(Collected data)

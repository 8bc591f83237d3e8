//! PDF compression.
//!
//! Works on document structure only; embedded images are not re-encoded.
//!
//! | Level  | Effect                                                        |
//! |--------|---------------------------------------------------------------|
//! | Low    | drop unreferenced objects                                     |
//! | Medium | + Flate-compress uncompressed streams                         |
//! | High   | + drop XMP metadata, page thumbnails and empty streams        |

use crate::artifact::{self, OutputArtifact};
use crate::config::{CompressOptions, CompressionLevel};
use crate::error::WorkbenchError;
use crate::pipeline::pages;
use crate::source::{format_file_size, SourceFile};
use lopdf::{Document, Object};
use tracing::{debug, info};

/// Document information entries blanked by `remove_metadata`.
const INFO_KEYS: [&str; 6] = ["Title", "Author", "Subject", "Keywords", "Producer", "Creator"];

/// A compressed document and how much it shrank.
#[derive(Debug, Clone)]
pub struct CompressReport {
    pub artifact: OutputArtifact,
    pub original_size: usize,
    pub compressed_size: usize,
}

impl CompressReport {
    /// Size reduction in whole percent; negative when the output grew.
    pub fn savings_percent(&self) -> i64 {
        if self.original_size == 0 {
            return 0;
        }
        let ratio = self.compressed_size as f64 / self.original_size as f64;
        ((1.0 - ratio) * 100.0).round() as i64
    }
}

/// Compress `source` into `<base>_compressed.pdf`.
pub fn compress_document(
    source: &SourceFile,
    options: &CompressOptions,
) -> Result<CompressReport, WorkbenchError> {
    let mut doc = pages::load(source.bytes()).map_err(|e| WorkbenchError::OpenFailed {
        name: source.name().to_string(),
        detail: e.to_string(),
    })?;

    if options.remove_metadata {
        blank_info(&mut doc);
    }

    if options.level == CompressionLevel::High {
        strip_auxiliary(&mut doc);
        let removed = doc.delete_zero_length_streams();
        debug!("Removed {} empty streams", removed.len());
    }

    let pruned = doc.prune_objects();
    debug!("Pruned {} unreferenced objects", pruned.len());

    if options.level != CompressionLevel::Low {
        doc.compress();
    }

    let bytes = pages::save(&mut doc)?;
    let report = CompressReport {
        original_size: source.bytes().len(),
        compressed_size: bytes.len(),
        artifact: artifact::pdf_artifact(
            artifact::compressed_document_name(&source.base_name()),
            bytes,
        ),
    };

    info!(
        "Compressed {}: {} → {} ({}%)",
        source.name(),
        format_file_size(report.original_size as u64),
        format_file_size(report.compressed_size as u64),
        report.savings_percent()
    );
    Ok(report)
}

/// Blank the document information dictionary entries.
fn blank_info(doc: &mut Document) {
    let Ok(info_id) = doc.trailer.get(b"Info").and_then(Object::as_reference) else {
        return;
    };
    if let Ok(info) = doc.get_object_mut(info_id).and_then(Object::as_dict_mut) {
        for key in INFO_KEYS {
            info.set(key, Object::string_literal(""));
        }
    }
}

/// Remove the catalog's XMP stream and every page thumbnail.
fn strip_auxiliary(doc: &mut Document) {
    if let Ok(root_id) = doc.trailer.get(b"Root").and_then(Object::as_reference) {
        if let Ok(catalog) = doc.get_object_mut(root_id).and_then(Object::as_dict_mut) {
            catalog.remove(b"Metadata");
        }
    }
    for page_id in doc.get_pages().into_values() {
        if let Ok(page) = doc.get_object_mut(page_id).and_then(Object::as_dict_mut) {
            page.remove(b"Thumb");
        }
    }
}

#[cfg(test)]
mod tests {
    use super::*;
    use crate::pipeline::pages::fixtures::sample_pdf;
    use crate::source::PDF_MEDIA_TYPE;
    use lopdf::Dictionary;

    fn with_info(bytes: &[u8]) -> Vec<u8> {
        let mut doc = pages::load(bytes).unwrap();
        let info = Dictionary::from_iter(vec![
            ("Title", Object::string_literal("Quarterly report")),
            ("Author", Object::string_literal("Finance")),
        ]);
        let info_id = doc.add_object(info);
        doc.trailer.set("Info", Object::Reference(info_id));
        pages::save(&mut doc).unwrap()
    }

    #[test]
    fn output_is_named_and_keeps_pages() {
        let source = SourceFile::new("Report.PDF", PDF_MEDIA_TYPE, sample_pdf(3));
        let report = compress_document(&source, &CompressOptions::default()).unwrap();
        assert_eq!(report.artifact.name, "Report_compressed.pdf");
        assert_eq!(pages::page_count(&report.artifact.bytes).unwrap(), 3);
        assert_eq!(report.original_size, source.bytes().len());
    }

    #[test]
    fn remove_metadata_blanks_info() {
        let source = SourceFile::new("a.pdf", PDF_MEDIA_TYPE, with_info(&sample_pdf(1)));
        let options = CompressOptions {
            level: CompressionLevel::Low,
            remove_metadata: true,
        };
        let report = compress_document(&source, &options).unwrap();

        let doc = pages::load(&report.artifact.bytes).unwrap();
        let info_id = doc.trailer.get(b"Info").unwrap().as_reference().unwrap();
        let info = doc.get_dictionary(info_id).unwrap();
        assert_eq!(info.get(b"Title").unwrap().as_str().unwrap(), b"");
        assert_eq!(info.get(b"Author").unwrap().as_str().unwrap(), b"");
    }

    #[test]
    fn metadata_kept_by_default() {
        let source = SourceFile::new("a.pdf", PDF_MEDIA_TYPE, with_info(&sample_pdf(1)));
        let report = compress_document(&source, &CompressOptions::default()).unwrap();
        let doc = pages::load(&report.artifact.bytes).unwrap();
        let info_id = doc.trailer.get(b"Info").unwrap().as_reference().unwrap();
        let title = doc.get_dictionary(info_id).unwrap().get(b"Title").unwrap();
        assert_eq!(title.as_str().unwrap(), b"Quarterly report");
    }

    #[test]
    fn high_level_still_valid() {
        let source = SourceFile::new("a.pdf", PDF_MEDIA_TYPE, sample_pdf(2));
        let options = CompressOptions {
            level: CompressionLevel::High,
            remove_metadata: false,
        };
        let report = compress_document(&source, &options).unwrap();
        assert_eq!(pages::page_count(&report.artifact.bytes).unwrap(), 2);
    }

    #[test]
    fn savings_percent_rounds() {
        let report = CompressReport {
            artifact: OutputArtifact::new("x.pdf", PDF_MEDIA_TYPE, vec![]),
            original_size: 1000,
            compressed_size: 333,
        };
        assert_eq!(report.savings_percent(), 67);
    }

    #[test]
    fn garbage_input_is_open_failure() {
        let source = SourceFile::new("bad.pdf", PDF_MEDIA_TYPE, b"hello".to_vec());
        let err = compress_document(&source, &CompressOptions::default()).unwrap_err();
        assert!(matches!(err, WorkbenchError::OpenFailed { .. }));
    }
}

**TASK REQUIREMENTS:**
Without skipping anything, transcribe every line above exactly.

**SOLUTION FOR THIS PROBLEM:**
repository 8bc591f83237d3e8
//! PDF compression.
//!
//! Works on document structure only; embedded images are not re-encoded.
//!
//! | Level  | Effect                                                        |
//! |--------|---------------------------------------------------------------|
//! | Low    | drop unreferenced objects                                     |
//! | Medium | + Flate-compress uncompressed streams                         |
//! | High   | + drop XMP metadata, page thumbnails and empty streams        |

use crate::artifact::{self, OutputArtifact};
use crate::config::{CompressOptions, CompressionLevel};
use crate::error::WorkbenchError;
use crate::pipeline::pages;
use crate::source::{format_file_size, SourceFile};
use lopdf::{Document, Object};
use tracing::{debug, info};

/// Document information entries blanked by `remove_metadata`.
const INFO_KEYS: [&str; 6] = ["Title", "Author", "Subject", "Keywords", "Producer", "Creator"];

/// A compressed document and how much it shrank.
#[derive(Debug, Clone)]
pub struct CompressReport {
    pub artifact: OutputArtifact,
    pub original_size: usize,
    pub compressed_size: usize,
}

impl CompressReport {
    /// Size reduction in whole percent; negative when the output grew.
    pub fn savings_percent(&self) -> i64 {
        if self.original_size == 0 {
            return 0;
        }
        let ratio = self.compressed_size as f64 / self.original_size as f64;
        ((1.0 - ratio) * 100.0).round() as i64
    }
}

/// Compress `source` into `<base>_compressed.pdf`.
pub fn compress_document(
    source: &SourceFile,
    options: &CompressOptions,
) -> Result<CompressReport, WorkbenchError> {
    let mut doc = pages::load(source.bytes()).map_err(|e| WorkbenchError::OpenFailed {
        name: source.name().to_string(),
        detail: e.to_string(),
    })?;

    if options.remove_metadata {
        blank_info(&mut doc);
    }

    if options.level == CompressionLevel::High {
        strip_auxiliary(&mut doc);
        let removed = doc.delete_zero_length_streams();
        debug!("Removed {} empty streams", removed.len());
    }

    let pruned = doc.prune_objects();
    debug!("Pruned {} unreferenced objects", pruned.len());

    if options.level != CompressionLevel::Low {
        doc.compress();
    }

    let bytes = pages::save(&mut doc)?;
    let report = CompressReport {
        original_size: source.bytes().len(),
        compressed_size: bytes.len(),
        artifact: artifact::pdf_artifact(
            artifact::compressed_document_name(&source.base_name()),
            bytes,
        ),
    };

    info!(
        "Compressed {}: {} → {} ({}%)",
        source.name(),
        format_file_size(report.original_size as u64),
        format_file_size(report.compressed_size as u64),
        report.savings_percent()
    );
    Ok(report)
}

/// Blank the document information dictionary entries.
fn blank_info(doc: &mut Document) {
    let Ok(info_id) = doc.trailer.get(b"Info").and_then(Object::as_reference) else {
        return;
    };
    if let Ok(info) = doc.get_object_mut(info_id).and_then(Object::as_dict_mut) {
        for key in INFO_KEYS {
            info.set(key, Object::string_literal(""));
        }
    }
}

/// Remove the catalog's XMP stream and every page thumbnail.
fn strip_auxiliary(doc: &mut Document) {
    if let Ok(root_id) = doc.trailer.get(b"Root").and_then(Object::as_reference) {
        if let Ok(catalog) = doc.get_object_mut(root_id).and_then(Object::as_dict_mut) {
            catalog.remove(b"Metadata");
        }
    }
    for page_id in doc.get_pages().into_values() {
        if let Ok(page) = doc.get_object_mut(page_id).and_then(Object::as_dict_mut) {
            page.remove(b"Thumb");
        }
    }
}

#[cfg(test)]
mod tests {
    use super::*;
    use crate::pipeline::pages::fixtures::sample_pdf;
    use crate::source::PDF_MEDIA_TYPE;
    use lopdf::Dictionary;

    fn with_info(bytes: &[u8]) -> Vec<u8> {
        let mut doc = pages::load(bytes).unwrap();
        let info = Dictionary::from_iter(vec![
            ("Title", Object::string_literal("Quarterly report")),
            ("Author", Object::string_literal("Finance")),
        ]);
        let info_id = doc.add_object(info);
        doc.trailer.set("Info", Object::Reference(info_id));
        pages::save(&mut doc).unwrap()
    }

    #[test]
    fn output_is_named_and_keeps_pages() {
        let source = SourceFile::new("Report.PDF", PDF_MEDIA_TYPE, sample_pdf(3));
        let report = compress_document(&source, &CompressOptions::default()).unwrap();
        assert_eq!(report.artifact.name, "Report_compressed.pdf");
        assert_eq!(pages::page_count(&report.artifact.bytes).unwrap(), 3);
        assert_eq!(report.original_size, source.bytes().len());
    }

    #[test]
    fn remove_metadata_blanks_info() {
        let source = SourceFile::new("a.pdf", PDF_MEDIA_TYPE, with_info(&sample_pdf(1)));
        let options = CompressOptions {
            level: CompressionLevel::Low,
            remove_metadata: true,
        };
        let report = compress_document(&source, &options).unwrap();

        let doc = pages::load(&report.artifact.bytes).unwrap();
        let info_id = doc.trailer.get(b"Info").unwrap().as_reference().unwrap();
        let info = doc.get_dictionary(info_id).unwrap();
        assert_eq!(info.get(b"Title").unwrap().as_str().unwrap(), b"");
        assert_eq!(info.get(b"Author").unwrap().as_str().unwrap(), b"");
    }

    #[test]
    fn metadata_kept_by_default() {
        let source = SourceFile::new("a.pdf", PDF_MEDIA_TYPE, with_info(&sample_pdf(1)));
        let report = compress_document(&source, &CompressOptions::default()).unwrap();
        let doc = pages::load(&report.artifact.bytes).unwrap();
        let info_id = doc.trailer.get(b"Info").unwrap().as_reference().unwrap();
        let title = doc.get_dictionary(info_id).unwrap().get(b"Title").unwrap();
        assert_eq!(title.as_str().unwrap(), b"Quarterly report");
    }

    #[test]
    fn high_level_still_valid() {
        let source = SourceFile::new("a.pdf", PDF_MEDIA_TYPE, sample_pdf(2));
        let options = CompressOptions {
            level: CompressionLevel::High,
            remove_metadata: false,
        };
        let report = compress_document(&source, &options).unwrap();
        assert_eq!(pages::page_count(&report.artifact.bytes).unwrap(), 2);
    }

    #[test]
    fn savings_percent_rounds() {
        let report = CompressReport {
            artifact: OutputArtifact::new("x.pdf", PDF_MEDIA_TYPE, vec![]),
            original_size: 1000,
            compressed_size: 333,
        };
        assert_eq!(report.savings_percent(), 67);
    }

    #[test]
    fn garbage_input_is_open_failure() {
        let source = SourceFile::new("bad.pdf", PDF_MEDIA_TYPE, b"hello".to_vec());
        let err = compress_document(&source, &CompressOptions::default()).unwrap_err();
        assert!(matches!(err, WorkbenchError::OpenFailed { .. }));
    }
}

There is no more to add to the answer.